Work to complete | Print every one of the records verbatim, omitting nothing.

Exercise data |

++++++

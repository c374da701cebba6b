//! Turning column-addressed cell text into line items.
//!
//! Every tier ends up with the same thing for a row: some text per known
//! column. Parsing, size inference, de-duplication and row-level issues are
//! shared here so the tiers agree on what a row means.

use bigdecimal::Signed;
use once_cell::sync::Lazy;
use regex::Regex;
use std::collections::{BTreeMap, HashSet};

use crate::model::{LineItem, ValidationIssue};

use super::sizes::SizeVocabulary;
use super::synonyms::ColumnKind;
use super::values::{
    clean_ws, find_hts, find_upc, non_blank, parse_money, parse_quantity, split_brand_description,
};

static FOOTER_ROW: Lazy<Regex> = Lazy::new(|| {
    Regex::new(r"(?i)^\s*(?:sub\s*-?\s*total|grand\s+total|total|page\s+\d+|continued|carried\s+forward)\b")
        .expect("footer pattern compiles")
});

/// Cell text for one row, keyed by column.
pub type RowCells = BTreeMap<ColumnKind, String>;

/// A parsed row before its final position in the record is known.
#[derive(Debug, Clone, PartialEq)]
pub struct RowDraft {
    pub item: LineItem,
    /// (attribute, detail) pairs for values that were present but unusable
    pub problems: Vec<(&'static str, String)>,
}

impl RowDraft {
    /// Parse a row's cells. Returns `None` for rows with no content at all.
    pub fn from_cells(cells: &RowCells, sizes: &SizeVocabulary) -> Option<Self> {
        let text = |kind: ColumnKind| cells.get(&kind).map(|s| clean_ws(s)).unwrap_or_default();
        if cells.values().all(|v| v.trim().is_empty()) {
            return None;
        }

        let mut item = LineItem::default();
        let mut problems = Vec::new();

        item.product_id = non_blank(&text(ColumnKind::ProductId));
        item.dev_code = non_blank(&text(ColumnKind::DevCode));

        let upc_text = text(ColumnKind::Upc);
        item.upc = find_upc(&upc_text);
        if item.upc.is_none() && !upc_text.is_empty() {
            problems.push(("upc", format!("unreadable UPC '{}'", upc_text)));
        }
        item.hts_code = find_hts(&text(ColumnKind::HtsCode));

        match (cells.contains_key(&ColumnKind::Brand), cells.get(&ColumnKind::BrandDescription)) {
            (false, Some(combined)) => {
                let (brand, description) = split_brand_description(combined);
                item.brand = brand;
                item.description = description;
            }
            _ => {
                item.brand = non_blank(&text(ColumnKind::Brand));
                item.description = non_blank(&text(ColumnKind::Description))
                    .or_else(|| non_blank(&text(ColumnKind::BrandDescription)));
            }
        }

        let qty_text = text(ColumnKind::Quantity);
        match parse_quantity(&qty_text) {
            Some(q) if q < 0 => problems.push(("quantity", format!("negative quantity {}", q))),
            Some(q) => match u32::try_from(q) {
                Ok(q) => item.quantity = Some(q),
                Err(_) => problems.push(("quantity", format!("quantity {} out of range", q))),
            },
            None if !qty_text.is_empty() => {
                problems.push(("quantity", format!("unreadable quantity '{}'", qty_text)))
            }
            None => {}
        }

        for (kind, attr) in [
            (ColumnKind::UnitPrice, "unit_price"),
            (ColumnKind::LineTotal, "line_total"),
        ] {
            let raw = text(kind);
            let mut parsed = parse_money(&raw);
            match &parsed {
                None if !raw.is_empty() => {
                    problems.push((attr, format!("unreadable amount '{}'", raw)))
                }
                Some(amount) if amount.is_negative() => {
                    problems.push((attr, format!("negative amount {}", amount)));
                    parsed = None;
                }
                _ => {}
            }
            match kind {
                ColumnKind::UnitPrice => item.unit_price = parsed,
                _ => item.line_total = parsed,
            }
        }

        item.size = sizes.infer(item.description.as_deref(), item.product_id.as_deref());

        Some(Self { item, problems })
    }

    /// Whether the row carries an identifying key (product id and UPC).
    pub fn has_key(&self) -> bool {
        self.item.product_id.is_some() && self.item.has_upc()
    }
}

/// Subtotal, total, page-number and "continued" rows.
pub fn is_footer_row(text: &str) -> bool {
    FOOTER_ROW.is_match(text)
}

/// Drop repeated `product_id|upc` rows (first kept) and index the row issues.
///
/// Issue paths point at positions in the returned item list.
pub fn finish_rows(drafts: Vec<RowDraft>) -> (Vec<LineItem>, Vec<ValidationIssue>) {
    let mut seen = HashSet::new();
    let mut items = Vec::new();
    let mut issues = Vec::new();

    for draft in drafts {
        let key = draft.item.dedupe_key();
        if key != "|" && !seen.insert(key) {
            log::debug!("dropping repeated row {}", draft.item.dedupe_key());
            continue;
        }
        let idx = items.len();
        for (attr, detail) in draft.problems {
            issues.push(ValidationIssue::missing_field(
                format!("orders[{}].{}", idx, attr),
                detail,
            ));
        }
        items.push(draft.item);
    }

    (items, issues)
}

++++++

Exercise output |
repository c374da701cebba6b
//! Turning column-addressed cell text into line items.
//!
//! Every tier ends up with the same thing for a row: some text per known
//! column. Parsing, size inference, de-duplication and row-level issues are
//! shared here so the tiers agree on what a row means.

use bigdecimal::Signed;
use once_cell::sync::Lazy;
use regex::Regex;
use std::collections::{BTreeMap, HashSet};

use crate::model::{LineItem, ValidationIssue};

use super::sizes::SizeVocabulary;
use super::synonyms::ColumnKind;
use super::values::{
    clean_ws, find_hts, find_upc, non_blank, parse_money, parse_quantity, split_brand_description,
};

static FOOTER_ROW: Lazy<Regex> = Lazy::new(|| {
    Regex::new(r"(?i)^\s*(?:sub\s*-?\s*total|grand\s+total|total|page\s+\d+|continued|carried\s+forward)\b")
        .expect("footer pattern compiles")
});

/// Cell text for one row, keyed by column.
pub type RowCells = BTreeMap<ColumnKind, String>;

/// A parsed row before its final position in the record is known.
#[derive(Debug, Clone, PartialEq)]
pub struct RowDraft {
    pub item: LineItem,
    /// (attribute, detail) pairs for values that were present but unusable
    pub problems: Vec<(&'static str, String)>,
}

impl RowDraft {
    /// Parse a row's cells. Returns `None` for rows with no content at all.
    pub fn from_cells(cells: &RowCells, sizes: &SizeVocabulary) -> Option<Self> {
        let text = |kind: ColumnKind| cells.get(&kind).map(|s| clean_ws(s)).unwrap_or_default();
        if cells.values().all(|v| v.trim().is_empty()) {
            return None;
        }

        let mut item = LineItem::default();
        let mut problems = Vec::new();

        item.product_id = non_blank(&text(ColumnKind::ProductId));
        item.dev_code = non_blank(&text(ColumnKind::DevCode));

        let upc_text = text(ColumnKind::Upc);
        item.upc = find_upc(&upc_text);
        if item.upc.is_none() && !upc_text.is_empty() {
            problems.push(("upc", format!("unreadable UPC '{}'", upc_text)));
        }
        item.hts_code = find_hts(&text(ColumnKind::HtsCode));

        match (cells.contains_key(&ColumnKind::Brand), cells.get(&ColumnKind::BrandDescription)) {
            (false, Some(combined)) => {
                let (brand, description) = split_brand_description(combined);
                item.brand = brand;
                item.description = description;
            }
            _ => {
                item.brand = non_blank(&text(ColumnKind::Brand));
                item.description = non_blank(&text(ColumnKind::Description))
                    .or_else(|| non_blank(&text(ColumnKind::BrandDescription)));
            }
        }

        let qty_text = text(ColumnKind::Quantity);
        match parse_quantity(&qty_text) {
            Some(q) if q < 0 => problems.push(("quantity", format!("negative quantity {}", q))),
            Some(q) => match u32::try_from(q) {
                Ok(q) => item.quantity = Some(q),
                Err(_) => problems.push(("quantity", format!("quantity {} out of range", q))),
            },
            None if !qty_text.is_empty() => {
                problems.push(("quantity", format!("unreadable quantity '{}'", qty_text)))
            }
            None => {}
        }

        for (kind, attr) in [
            (ColumnKind::UnitPrice, "unit_price"),
            (ColumnKind::LineTotal, "line_total"),
        ] {
            let raw = text(kind);
            let mut parsed = parse_money(&raw);
            match &parsed {
                None if !raw.is_empty() => {
                    problems.push((attr, format!("unreadable amount '{}'", raw)))
                }
                Some(amount) if amount.is_negative() => {
                    problems.push((attr, format!("negative amount {}", amount)));
                    parsed = None;
                }
                _ => {}
            }
            match kind {
                ColumnKind::UnitPrice => item.unit_price = parsed,
                _ => item.line_total = parsed,
            }
        }

        item.size = sizes.infer(item.description.as_deref(), item.product_id.as_deref());

        Some(Self { item, problems })
    }

    /// Whether the row carries an identifying key (product id and UPC).
    pub fn has_key(&self) -> bool {
        self.item.product_id.is_some() && self.item.has_upc()
    }
}

/// Subtotal, total, page-number and "continued" rows.
pub fn is_footer_row(text: &str) -> bool {
    FOOTER_ROW.is_match(text)
}

/// Drop repeated `product_id|upc` rows (first kept) and index the row issues.
///
/// Issue paths point at positions in the returned item list.
pub fn finish_rows(drafts: Vec<RowDraft>) -> (Vec<LineItem>, Vec<ValidationIssue>) {
    let mut seen = HashSet::new();
    let mut items = Vec::new();
    let mut issues = Vec::new();

    for draft in drafts {
        let key = draft.item.dedupe_key();
        if key != "|" && !seen.insert(key) {
            log::debug!("dropping repeated row {}", draft.item.dedupe_key());
            continue;
        }
        let idx = items.len();
        for (attr, detail) in draft.problems {
            issues.push(ValidationIssue::missing_field(
                format!("orders[{}].{}", idx, attr),
                detail,
            ));
        }
        items.push(draft.item);
    }

    (items, issues)
}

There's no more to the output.